Diciamo basta al tempo della paura

Il domani s'annuncia a tinte fosche, ma dobbiamo rimboccarci le maniche

Cara Provincia,
il Natale è arrivato e sta finendo il 2008, l’anno della Paura propriamente detta, che si distingue cioè da qualsiasi paura subalterna per l’iniziale maiuscola di rispetto.
L’onda teledemocratica ci racconta che di paura siamo ammalati e che il domani si presenta alquanto nero per tutti noi, sia per quelli che stanno giù, sia per quelli che stanno in mezzo e anche per quelli che stanno sopra, basti considerare che i forzieri statali non potranno continuare a sostenere ancora la continua crescita delle spese e che lo Stato potrebbe crollare semplicemente come un castello di carte qualora venisse meno la fiducia di coloro che comprano il suo debito.
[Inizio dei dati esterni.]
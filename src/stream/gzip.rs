//! Format-aware gzip stream
//!
//! Multi-member gzip files are presented as the concatenation of their
//! decompressed members. Open scans the file once, indexing every member's
//! compressed start, decoded start and decoded size while validating CRC32
//! and ISIZE trailers; a member with a missing or truncated trailer is
//! invalid data. Seeks land on the member containing the target offset and
//! replay at member granularity, never from the file start.

use std::io::SeekFrom;

use tracing::{debug, trace};

use crate::cancel::{CancelCounter, CancelToken};
use crate::compression::{self, parse_member_header, Decompressor};
use crate::error::{VfsError, VfsResult};
use crate::path_spec::CompressionMethod;
use crate::stream::FileObject;

const CHUNK: usize = 64 * 1024;

#[derive(Debug, Clone)]
struct Member {
    /// Offset of the member header in the parent stream.
    compressed_start: u64,
    /// Decoded offset of the member's first byte.
    decoded_start: u64,
    decoded_size: u64,
}

pub struct GzipStream {
    parent: Box<dyn FileObject>,
    members: Vec<Member>,
    size: u64,
    offset: u64,
    decompressor: Box<dyn Decompressor>,
    pending: Vec<u8>,
    window: Vec<u8>,
    window_offset: u64,
    parent_pos: u64,
    parent_exhausted: bool,
    realign: bool,
    token: CancelToken,
}

impl GzipStream {
    pub fn new(mut parent: Box<dyn FileObject>, token: CancelToken) -> VfsResult<Self> {
        let members = Self::scan_members(parent.as_mut(), &token)?;
        let size = members
            .last()
            .map(|m| m.decoded_start + m.decoded_size)
            .unwrap_or(0);
        debug!(members = members.len(), size, "Indexed gzip members");
        Ok(Self {
            parent,
            members,
            size,
            offset: 0,
            decompressor: compression::new_decompressor(CompressionMethod::Gzip)?,
            pending: Vec::new(),
            window: Vec::new(),
            window_offset: 0,
            parent_pos: 0,
            parent_exhausted: false,
            realign: true,
            token,
        })
    }

    /// Decoded offsets at which members begin, one entry per member.
    pub fn member_offsets(&self) -> Vec<u64> {
        self.members.iter().map(|m| m.decoded_start).collect()
    }

    fn scan_members(
        parent: &mut dyn FileObject,
        token: &CancelToken,
    ) -> VfsResult<Vec<Member>> {
        let parent_size = parent.size()?;
        if parent_size == 0 {
            return Err(VfsError::InvalidData("empty gzip file".to_string()));
        }
        let mut counter = CancelCounter::new(token.clone());
        let mut members = Vec::new();
        let mut pos = 0u64;
        let mut decoded_total = 0u64;

        while pos < parent_size {
            counter.tick()?;

            // Header: one bounded read is enough for any realistic header.
            let head_len = CHUNK.min((parent_size - pos) as usize);
            let mut head = vec![0u8; head_len];
            crate::stream::read_exact_at(parent, pos, &mut head)?;
            let header_len = parse_member_header(&head)?.ok_or_else(|| {
                VfsError::InvalidData(format!("truncated gzip member header at {}", pos))
            })? as u64;

            // Body: raw DEFLATE until the member's end marker.
            let mut deflate =
                compression::new_decompressor(CompressionMethod::Deflate)?;
            let mut crc = crc32fast::Hasher::new();
            let mut decoded_size = 0u64;
            let mut buffer: Vec<u8> = Vec::new();
            let mut fed = 0u64;
            let data_start = pos + header_len;
            parent.seek(SeekFrom::Start(data_start))?;

            while !deflate.finished() {
                counter.tick()?;
                if buffer.is_empty() {
                    let mut chunk = vec![0u8; CHUNK];
                    let count = parent.read(&mut chunk)?;
                    if count == 0 {
                        return Err(VfsError::InvalidData(format!(
                            "truncated gzip member data at {}",
                            data_start + fed
                        )));
                    }
                    chunk.truncate(count);
                    fed += chunk.len() as u64;
                    buffer = chunk;
                }
                let (out, consumed) = deflate.decompress(&buffer)?;
                buffer.drain(..consumed);
                crc.update(&out);
                decoded_size += out.len() as u64;
                if out.is_empty() && consumed == 0 && !deflate.finished() {
                    return Err(VfsError::InvalidData(format!(
                        "stalled gzip member data at {}",
                        data_start + fed
                    )));
                }
            }
            let data_len = fed - buffer.len() as u64;

            // Trailer: CRC32 and ISIZE are mandatory.
            let trailer_pos = data_start + data_len;
            if trailer_pos + 8 > parent_size {
                return Err(VfsError::InvalidData(format!(
                    "gzip member at {} is missing its trailer",
                    pos
                )));
            }
            let mut trailer = [0u8; 8];
            crate::stream::read_exact_at(parent, trailer_pos, &mut trailer)?;
            let crc_stored = u32::from_le_bytes([trailer[0], trailer[1], trailer[2], trailer[3]]);
            let isize_stored =
                u32::from_le_bytes([trailer[4], trailer[5], trailer[6], trailer[7]]);
            let crc_computed = crc.finalize();
            if crc_computed != crc_stored {
                return Err(VfsError::InvalidData(format!(
                    "gzip member at {} CRC mismatch: stored {:08x}, computed {:08x}",
                    pos, crc_stored, crc_computed
                )));
            }
            if isize_stored != (decoded_size & 0xffff_ffff) as u32 {
                return Err(VfsError::InvalidData(format!(
                    "gzip member at {} size field mismatch",
                    pos
                )));
            }

            trace!(pos, decoded_size, "Indexed gzip member");
            members.push(Member {
                compressed_start: pos,
                decoded_start: decoded_total,
                decoded_size,
            });
            decoded_total += decoded_size;
            pos = trailer_pos + 8;
        }
        Ok(members)
    }

    /// Member whose decoded range contains `target`.
    fn member_for(&self, target: u64) -> Option<&Member> {
        let index = self
            .members
            .partition_point(|m| m.decoded_start <= target)
            .checked_sub(1)?;
        let member = &self.members[index];
        (target < member.decoded_start + member.decoded_size).then_some(member)
    }

    fn restart_at_member(&mut self, member_start: u64, decoded_start: u64) -> VfsResult<()> {
        self.parent.seek(SeekFrom::Start(member_start))?;
        self.parent_pos = member_start;
        self.decompressor = compression::new_decompressor(CompressionMethod::Gzip)?;
        self.pending.clear();
        self.window.clear();
        self.window_offset = decoded_start;
        self.parent_exhausted = false;
        Ok(())
    }

    fn window_end(&self) -> u64 {
        self.window_offset + self.window.len() as u64
    }

    fn fill(&mut self) -> VfsResult<bool> {
        loop {
            if !self.parent_exhausted {
                let mut chunk = vec![0u8; CHUNK];
                self.parent.seek(SeekFrom::Start(self.parent_pos))?;
                let count = self.parent.read(&mut chunk)?;
                if count == 0 {
                    self.parent_exhausted = true;
                } else {
                    chunk.truncate(count);
                    self.parent_pos += count as u64;
                    self.pending.extend_from_slice(&chunk);
                }
            }
            let (decoded, consumed) = self.decompressor.decompress(&self.pending)?;
            self.pending.drain(..consumed);
            if !decoded.is_empty() {
                self.window.extend_from_slice(&decoded);
                return Ok(true);
            }
            if self.parent_exhausted {
                return Ok(false);
            }
        }
    }

    fn align_to(&mut self, target: u64) -> VfsResult<()> {
        let in_window = target >= self.window_offset && target <= self.window_end();
        if !in_window {
            let member = match self.member_for(target) {
                Some(member) => member.clone(),
                None => return Ok(()), // past end; reads return 0
            };
            // Sequential continuation needs no restart.
            if target < self.window_offset || member.compressed_start >= self.parent_pos {
                self.restart_at_member(member.compressed_start, member.decoded_start)?;
            }
        }
        let mut counter = CancelCounter::new(self.token.clone());
        while self.window_end() <= target {
            counter.tick()?;
            self.window_offset = self.window_end();
            self.window.clear();
            if !self.fill()? {
                break;
            }
        }
        if target > self.window_offset {
            let cut = ((target - self.window_offset) as usize).min(self.window.len());
            self.window.drain(..cut);
            self.window_offset += cut as u64;
        }
        Ok(())
    }
}

impl FileObject for GzipStream {
    fn read(&mut self, buf: &mut [u8]) -> VfsResult<usize> {
        if self.offset >= self.size {
            return Ok(0);
        }
        if self.realign {
            self.align_to(self.offset)?;
            self.realign = false;
        }
        let mut filled = 0;
        while filled < buf.len() && self.offset < self.size {
            if self.window.is_empty() {
                if !self.fill()? {
                    break;
                }
            }
            let take = self.window.len().min(buf.len() - filled);
            buf[filled..filled + take].copy_from_slice(&self.window[..take]);
            self.window.drain(..take);
            self.window_offset += take as u64;
            self.offset += take as u64;
            filled += take;
        }
        Ok(filled)
    }

    fn seek(&mut self, pos: SeekFrom) -> VfsResult<u64> {
        let size = self.size;
        let current = self.offset;
        let target = crate::stream::resolve_seek(pos, current, || Ok(size))?;
        if target != self.offset {
            self.offset = target;
            self.realign = true;
        }
        Ok(self.offset)
    }

    fn offset(&self) -> u64 {
        self.offset
    }

    fn size(&mut self) -> VfsResult<u64> {
        Ok(self.size)
    }
}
E’ la verità e non offende, viviamo momenti in cui è meglio accontentarsi di ciò che si ha, non sia mai che si perda tutto. Io penso che il bilancio delle vite gioca costantemente sul vinto e sul perdente, il problema sta nell’impossibilità umana di mettersi d’accordo sui meriti relativi di quel che si potrebbe perdere e di quel che si dovrebbe vincere, ecco perché il mondo è nello stato in cui lo vediamo.
In ogni modo, e perché non mi si accusi di dipingere tutto con i colori della parte sinistra della tavolozza, mi piace l’ipotesi che un adattamento delle nostre paure potrebbe contribuire a far tornare il culto degli incorporei valori dello spirito di cui ci siamo nutriti nel passato, quando il basso materialismo che impera oggi non si era ancora impossessato di volontà che credevamo forti e che, invece, erano soltanto l’immagine di una schiacciante debilità morale, causa prima delle nostre odierne paure.
Le cose del domani appartengono al domani, è solo questione di tempo, e se non giungeremo a vederle finché eravamo da queste parti, sarà solo perché non abbiamo vissuto abbastanza. Oggi ci tocca mantenere la speranza e trovare le forze per intraprendere una traversata in acque turbolente, una traversata che è già storica prima ancora di sapere se lo sarà veramente.

Giovanni Flematti

(p.m.) E’ difficile non vedere nuvole nere addensarsi all’orizzonte: le vedono tutti coloro che non sono riusciti ad affrancarsi dalla servitù del lavoro, che non si sono arricchiti con la finanza allegra o con la politica, che devono remare per tirare la fine del mese, che non possono evadere né contare su generosi rimborsi spese a piè di lista, pagati dai contribuenti. Forse la traversata non sarà storica, ma è opportuno che ci rimbocchiamo le maniche e cominciamo a remare: non c’è più tempo per la paura.